::: Record excerpts :::
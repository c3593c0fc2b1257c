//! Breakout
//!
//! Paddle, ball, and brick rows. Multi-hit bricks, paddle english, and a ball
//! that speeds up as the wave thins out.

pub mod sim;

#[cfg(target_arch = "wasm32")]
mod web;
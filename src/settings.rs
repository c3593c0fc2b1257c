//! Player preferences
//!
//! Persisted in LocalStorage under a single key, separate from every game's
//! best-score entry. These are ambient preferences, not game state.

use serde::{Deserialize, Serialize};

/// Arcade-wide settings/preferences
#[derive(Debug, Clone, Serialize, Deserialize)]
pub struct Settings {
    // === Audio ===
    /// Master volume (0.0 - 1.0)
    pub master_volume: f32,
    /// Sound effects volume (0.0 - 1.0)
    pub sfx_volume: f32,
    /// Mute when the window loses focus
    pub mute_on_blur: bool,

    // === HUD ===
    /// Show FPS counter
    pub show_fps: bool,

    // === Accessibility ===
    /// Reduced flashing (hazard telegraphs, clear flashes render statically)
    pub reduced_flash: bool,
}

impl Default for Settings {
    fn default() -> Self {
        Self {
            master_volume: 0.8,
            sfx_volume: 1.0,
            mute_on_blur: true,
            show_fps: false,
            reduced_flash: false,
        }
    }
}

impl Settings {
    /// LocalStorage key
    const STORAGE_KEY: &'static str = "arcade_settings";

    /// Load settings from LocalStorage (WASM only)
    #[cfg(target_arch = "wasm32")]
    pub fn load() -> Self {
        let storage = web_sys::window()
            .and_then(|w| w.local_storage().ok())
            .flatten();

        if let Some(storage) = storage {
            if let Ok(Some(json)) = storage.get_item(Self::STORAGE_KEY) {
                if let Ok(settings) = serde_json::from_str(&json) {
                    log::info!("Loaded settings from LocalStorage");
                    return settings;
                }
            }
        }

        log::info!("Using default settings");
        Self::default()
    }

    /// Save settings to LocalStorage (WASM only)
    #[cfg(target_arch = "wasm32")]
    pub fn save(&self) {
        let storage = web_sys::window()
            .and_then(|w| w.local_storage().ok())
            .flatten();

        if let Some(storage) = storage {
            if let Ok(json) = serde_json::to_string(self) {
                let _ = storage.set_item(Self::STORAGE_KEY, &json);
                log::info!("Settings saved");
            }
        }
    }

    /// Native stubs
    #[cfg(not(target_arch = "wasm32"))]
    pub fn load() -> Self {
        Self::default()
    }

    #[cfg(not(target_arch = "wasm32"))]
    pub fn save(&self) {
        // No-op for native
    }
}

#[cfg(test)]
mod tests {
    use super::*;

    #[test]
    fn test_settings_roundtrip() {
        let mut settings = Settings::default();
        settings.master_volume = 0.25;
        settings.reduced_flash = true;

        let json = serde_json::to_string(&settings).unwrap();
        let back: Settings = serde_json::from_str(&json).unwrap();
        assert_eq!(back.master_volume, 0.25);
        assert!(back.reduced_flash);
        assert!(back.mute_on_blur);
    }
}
:::
### Task goal
Write all the data out again, word for word.

### Task result
repository c3593c0fc2b1257c
//! Breakout
//!
//! Paddle, ball, and brick rows. Multi-hit bricks, paddle english, and a ball
//! that speeds up as the wave thins out.

pub mod sim;

#[cfg(target_arch = "wasm32")]
mod web;
filename src/settings.rs
repository c3593c0fc2b1257c
//! Player preferences
//!
//! Persisted in LocalStorage under a single key, separate from every game's
//! best-score entry. These are ambient preferences, not game state.

use serde::{Deserialize, Serialize};

/// Arcade-wide settings/preferences
#[derive(Debug, Clone, Serialize, Deserialize)]
pub struct Settings {
    // === Audio ===
    /// Master volume (0.0 - 1.0)
    pub master_volume: f32,
    /// Sound effects volume (0.0 - 1.0)
    pub sfx_volume: f32,
    /// Mute when the window loses focus
    pub mute_on_blur: bool,

    // === HUD ===
    /// Show FPS counter
    pub show_fps: bool,

    // === Accessibility ===
    /// Reduced flashing (hazard telegraphs, clear flashes render statically)
    pub reduced_flash: bool,
}

impl Default for Settings {
    fn default() -> Self {
        Self {
            master_volume: 0.8,
            sfx_volume: 1.0,
            mute_on_blur: true,
            show_fps: false,
            reduced_flash: false,
        }
    }
}

impl Settings {
    /// LocalStorage key
    const STORAGE_KEY: &'static str = "arcade_settings";

    /// Load settings from LocalStorage (WASM only)
    #[cfg(target_arch = "wasm32")]
    pub fn load() -> Self {
        let storage = web_sys::window()
            .and_then(|w| w.local_storage().ok())
            .flatten();

        if let Some(storage) = storage {
            if let Ok(Some(json)) = storage.get_item(Self::STORAGE_KEY) {
                if let Ok(settings) = serde_json::from_str(&json) {
                    log::info!("Loaded settings from LocalStorage");
                    return settings;
                }
            }
        }

        log::info!("Using default settings");
        Self::default()
    }

    /// Save settings to LocalStorage (WASM only)
    #[cfg(target_arch = "wasm32")]
    pub fn save(&self) {
        let storage = web_sys::window()
            .and_then(|w| w.local_storage().ok())
            .flatten();

        if let Some(storage) = storage {
            if let Ok(json) = serde_json::to_string(self) {
                let _ = storage.set_item(Self::STORAGE_KEY, &json);
                log::info!("Settings saved");
            }
        }
    }

    /// Native stubs
    #[cfg(not(target_arch = "wasm32"))]
    pub fn load() -> Self {
        Self::default()
    }

    #[cfg(not(target_arch = "wasm32"))]
    pub fn save(&self) {
        // No-op for native
    }
}

#[cfg(test)]
mod tests {
    use super::*;

    #[test]
    fn test_settings_roundtrip() {
        let mut settings = Settings::default();
        settings.master_volume = 0.25;
        settings.reduced_flash = true;

        let json = serde_json::to_string(&settings).unwrap();
        let back: Settings = serde_json::from_str(&json).unwrap();
        assert_eq!(back.master_volume, 0.25);
        assert!(back.reduced_flash);
        assert!(back.mute_on_blur);
    }
}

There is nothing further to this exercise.